Prashanth Pappu
Wed, 17 Sep 2008 21:25:00 -0700
I think loading only the first column and throwing away the rest of the data is better. Here's my primary use-case: I often chain pig-jobs. So say, p2 uses 'load' to consume the output of p1 (saved with 'store'). Now, if we want p1 to dump more fields that are useful for a third job p3, currently, we're required to change p2's code (load statement specifically). But ideally, I just want to append the newer fields to p1's old schema and have p2's load statement working without any changes.

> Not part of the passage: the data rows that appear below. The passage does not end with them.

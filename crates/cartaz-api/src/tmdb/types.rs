//! TMDB API response types and endpoint selectors.
//!
//! Every field the facade merely forwards is optional with a serde
//! default, so decoding never fails on a sparse upstream record.

use serde::{Deserialize, Serialize};

// --- Endpoint selectors ---

/// Time window for the `trending/all/{window}` endpoint.
#[derive(Debug, Clone, Copy, PartialEq, Eq)]
pub enum TrendingWindow {
    /// Trending over the last 24 hours.
    Day,
    /// Trending over the last 7 days.
    Week,
}

impl TrendingWindow {
    /// Upstream path segment.
    #[must_use]
    pub const fn as_path(self) -> &'static str {
        match self {
            Self::Day => "day",
            Self::Week => "week",
        }
    }
}

/// Movie listing under `movie/{kind}`.
#[derive(Debug, Clone, Copy, PartialEq, Eq)]
pub enum MovieListKind {
    /// `movie/popular`.
    Popular,
    /// `movie/upcoming`.
    Upcoming,
    /// `movie/top_rated`.
    TopRated,
    /// `movie/now_playing`.
    NowPlaying,
}

impl MovieListKind {
    /// Upstream path segment.
    #[must_use]
    pub const fn as_path(self) -> &'static str {
        match self {
            Self::Popular => "popular",
            Self::Upcoming => "upcoming",
            Self::TopRated => "top_rated",
            Self::NowPlaying => "now_playing",
        }
    }
}

/// TV series listing under `tv/{kind}`.
#[derive(Debug, Clone, Copy, PartialEq, Eq)]
pub enum TvListKind {
    /// `tv/popular`.
    Popular,
    /// `tv/top_rated`.
    TopRated,
    /// `tv/on_the_air`.
    OnTheAir,
}

impl TvListKind {
    /// Upstream path segment.
    #[must_use]
    pub const fn as_path(self) -> &'static str {
        match self {
            Self::Popular => "popular",
            Self::TopRated => "top_rated",
            Self::OnTheAir => "on_the_air",
        }
    }
}

// --- Paged responses ---

/// Paginated response wrapper used by list endpoints.
#[derive(Debug, Clone, Deserialize)]
pub struct TmdbPage<T> {
    /// Current page number.
    #[serde(default)]
    pub page: u32,
    /// Result entries.
    #[serde(default)]
    pub results: Vec<T>,
    /// Total number of pages.
    #[serde(default)]
    pub total_pages: u32,
    /// Total number of results.
    #[serde(default)]
    pub total_results: u32,
}

impl<T> Default for TmdbPage<T> {
    fn default() -> Self {
        Self {
            page: 0,
            results: Vec::new(),
            total_pages: 0,
            total_results: 0,
        }
    }
}

/// Bare `{ "results": [...] }` wrapper used by appended sub-responses.
#[derive(Debug, Clone, Default, Deserialize)]
pub struct TmdbResults<T> {
    /// Result entries.
    #[serde(default)]
    pub results: Vec<T>,
}

// --- List items ---

/// A single entry from trending, listing, or recommendation results.
///
/// Trending mixes movies, TV series, and people, so everything except
/// the identifier is optional.
#[derive(Debug, Clone, Default, Deserialize)]
pub struct TmdbListItem {
    /// TMDB identifier.
    pub id: u64,
    /// Localized title (movies).
    #[serde(default)]
    pub title: Option<String>,
    /// Localized name (TV series, people).
    #[serde(default)]
    pub name: Option<String>,
    /// Overview text.
    #[serde(default)]
    pub overview: Option<String>,
    /// Vote average.
    #[serde(default)]
    pub vote_average: Option<f64>,
    /// Release date (movies, YYYY-MM-DD).
    #[serde(default)]
    pub release_date: Option<String>,
    /// First air date (TV series, YYYY-MM-DD).
    #[serde(default)]
    pub first_air_date: Option<String>,
    /// Poster image path.
    #[serde(default)]
    pub poster_path: Option<String>,
    /// Backdrop image path.
    #[serde(default)]
    pub backdrop_path: Option<String>,
    /// Media type discriminator (`movie`, `tv`, `person`).
    #[serde(default)]
    pub media_type: Option<String>,
}

// --- Shared detail fragments ---

/// Genre entry.
#[derive(Debug, Clone, Deserialize)]
pub struct TmdbGenre {
    /// Genre ID.
    pub id: u64,
    /// Genre name.
    pub name: String,
}

/// Per-region release entries from `release_dates.results[]`.
#[derive(Debug, Clone, Default, Deserialize)]
pub struct TmdbRegionReleases {
    /// Region code (ISO 3166-1).
    pub iso_3166_1: String,
    /// Release entries for this region.
    #[serde(default)]
    pub release_dates: Vec<TmdbReleaseEntry>,
}

/// A single release entry within a region.
#[derive(Debug, Clone, Deserialize)]
pub struct TmdbReleaseEntry {
    /// Age certification label (may be empty).
    #[serde(default)]
    pub certification: Option<String>,
    /// Release date.
    #[serde(default)]
    pub release_date: Option<String>,
    /// Release type (premiere, theatrical, digital, ...).
    #[serde(rename = "type", default)]
    pub release_type: Option<u32>,
}

/// Per-region content rating from `content_ratings.results[]`.
#[derive(Debug, Clone, Default, Deserialize)]
pub struct TmdbContentRating {
    /// Region code (ISO 3166-1).
    pub iso_3166_1: String,
    /// Age rating label (may be empty).
    #[serde(default)]
    pub rating: Option<String>,
}

// --- Movie details ---

/// Response from `movie/{id}` with appended recommendations and
/// release dates.
#[derive(Debug, Clone, Deserialize)]
pub struct TmdbMovieDetails {
    /// TMDB movie ID.
    pub id: u64,
    /// Localized title.
    #[serde(default)]
    pub title: Option<String>,
    /// Overview text.
    #[serde(default)]
    pub overview: Option<String>,
    /// Vote average.
    #[serde(default)]
    pub vote_average: Option<f64>,
    /// Release date.
    #[serde(default)]
    pub release_date: Option<String>,
    /// Runtime in minutes.
    #[serde(default)]
    pub runtime: Option<u32>,
    /// Poster image path.
    #[serde(default)]
    pub poster_path: Option<String>,
    /// Backdrop image path.
    #[serde(default)]
    pub backdrop_path: Option<String>,
    /// Genres.
    #[serde(default)]
    pub genres: Vec<TmdbGenre>,
    /// Appended `release_dates` sub-response.
    #[serde(default)]
    pub release_dates: Option<TmdbResults<TmdbRegionReleases>>,
    /// Appended `recommendations` sub-response.
    #[serde(default)]
    pub recommendations: Option<TmdbPage<TmdbListItem>>,
}

// --- TV details ---

/// Last or next episode summary embedded in TV details.
///
/// Serialized back out unchanged by the facade, so it carries every
/// field TMDB documents for `*_episode_to_air`.
#[derive(Debug, Clone, Serialize, Deserialize)]
pub struct TmdbEpisodeToAir {
    /// TMDB episode ID.
    pub id: u64,
    /// Episode name.
    #[serde(default)]
    pub name: Option<String>,
    /// Episode overview.
    #[serde(default)]
    pub overview: Option<String>,
    /// Vote average.
    #[serde(default)]
    pub vote_average: Option<f64>,
    /// Vote count.
    #[serde(default)]
    pub vote_count: Option<u32>,
    /// Air date (YYYY-MM-DD).
    #[serde(default)]
    pub air_date: Option<String>,
    /// Episode number within the season.
    #[serde(default)]
    pub episode_number: Option<u32>,
    /// Episode type (`standard`, `finale`, ...).
    #[serde(default)]
    pub episode_type: Option<String>,
    /// Production code.
    #[serde(default)]
    pub production_code: Option<String>,
    /// Runtime in minutes.
    #[serde(default)]
    pub runtime: Option<u32>,
    /// Season number.
    #[serde(default)]
    pub season_number: Option<u32>,
    /// Parent series ID.
    #[serde(default)]
    pub show_id: Option<u64>,
    /// Still image path.
    #[serde(default)]
    pub still_path: Option<String>,
}

/// Response from `tv/{id}`, optionally with appended recommendations
/// and content ratings.
#[derive(Debug, Clone, Deserialize)]
pub struct TmdbTvDetails {
    /// TMDB series ID.
    pub id: u64,
    /// Localized name.
    #[serde(default)]
    pub name: Option<String>,
    /// Overview text.
    #[serde(default)]
    pub overview: Option<String>,
    /// Vote average.
    #[serde(default)]
    pub vote_average: Option<f64>,
    /// Poster image path.
    #[serde(default)]
    pub poster_path: Option<String>,
    /// Backdrop image path.
    #[serde(default)]
    pub backdrop_path: Option<String>,
    /// Total number of seasons.
    #[serde(default)]
    pub number_of_seasons: Option<u32>,
    /// Total number of episodes.
    #[serde(default)]
    pub number_of_episodes: Option<u32>,
    /// Most recently aired episode.
    #[serde(default)]
    pub last_episode_to_air: Option<TmdbEpisodeToAir>,
    /// Next scheduled episode.
    #[serde(default)]
    pub next_episode_to_air: Option<TmdbEpisodeToAir>,
    /// Genres.
    #[serde(default)]
    pub genres: Vec<TmdbGenre>,
    /// Appended `content_ratings` sub-response.
    #[serde(default)]
    pub content_ratings: Option<TmdbResults<TmdbContentRating>>,
    /// Appended `recommendations` sub-response.
    #[serde(default)]
    pub recommendations: Option<TmdbPage<TmdbListItem>>,
}

// --- Change list ---

/// A single entry from the `tv/changes` endpoint.
#[derive(Debug, Clone, Default, Deserialize)]
pub struct TmdbChange {
    /// TMDB series ID (null for withdrawn entries).
    #[serde(default)]
    pub id: Option<u64>,
    /// Adult flag.
    #[serde(default)]
    pub adult: Option<bool>,
}

#[cfg(test)]
mod tests {
    #![allow(clippy::unwrap_used)]

    use super::*;

    #[test]
    fn test_list_item_minimal_fields() {
        // Arrange
        let json = r#"{"id": 42, "title": "X"}"#;

        // Act
        let item: TmdbListItem = serde_json::from_str(json).unwrap();

        // Assert
        assert_eq!(item.id, 42);
        assert_eq!(item.title.as_deref(), Some("X"));
        assert!(item.name.is_none());
        assert!(item.poster_path.is_none());
        assert!(item.vote_average.is_none());
        assert!(item.media_type.is_none());
    }

    #[test]
    fn test_tv_details_without_appends() {
        // Arrange
        let json = r#"{"id": 7, "name": "S", "number_of_seasons": 2}"#;

        // Act
        let details: TmdbTvDetails = serde_json::from_str(json).unwrap();

        // Assert
        assert_eq!(details.id, 7);
        assert_eq!(details.number_of_seasons, Some(2));
        assert!(details.content_ratings.is_none());
        assert!(details.recommendations.is_none());
        assert!(details.last_episode_to_air.is_none());
    }

    #[test]
    fn test_episode_to_air_roundtrip() {
        // Arrange
        let json = r#"{"id": 1, "name": "Ep", "season_number": 3, "episode_number": 9, "air_date": "2024-05-01"}"#;

        // Act
        let ep: TmdbEpisodeToAir = serde_json::from_str(json).unwrap();
        let out = serde_json::to_value(&ep).unwrap();

        // Assert
        assert_eq!(out["name"], "Ep");
        assert_eq!(out["season_number"], 3);
        assert_eq!(out["episode_number"], 9);
    }

    #[test]
    fn test_change_entry_null_id() {
        // Arrange
        let json = r#"{"results": [{"id": null, "adult": false}, {"id": 99}]}"#;

        // Act
        let page: TmdbPage<TmdbChange> = serde_json::from_str(json).unwrap();

        // Assert
        assert_eq!(page.results.len(), 2);
        assert!(page.results[0].id.is_none());
        assert_eq!(page.results[1].id, Some(99));
    }

    #[test]
    fn test_selector_paths() {
        // Arrange & Act & Assert
        assert_eq!(TrendingWindow::Day.as_path(), "day");
        assert_eq!(TrendingWindow::Week.as_path(), "week");
        assert_eq!(MovieListKind::TopRated.as_path(), "top_rated");
        assert_eq!(MovieListKind::NowPlaying.as_path(), "now_playing");
        assert_eq!(TvListKind::OnTheAir.as_path(), "on_the_air");
    }
}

Prashanth On Wed, Sep 17, 2008 at 12:57 PM, Olga Natkovich <[EMAIL PROTECTED]>wrote: > Hi, > > If I ran the query below (and this is based on actual user query): > > -- Note that data1 has more than 1 column but as only declares a single > one > A = load 'data1' as (x); > B = load 'data2' as (x, y, z); > C = JOIN A by x, B by x; > D = foreach C generate y,z; > store D into 'output'; > > the current pig implementation produces wrong results. The reason is > that currently load assumes that complete schema is given to it. The > intention of the user was that (s)he only cares about the first column > as the rest of the data could be thrown out. So in fact, "as" is treated > as project. > > Do Pig users/developers have a strong opinion on how Pig should handle > this case? If so, please, provide use cases. > > Thanks, > > Olga >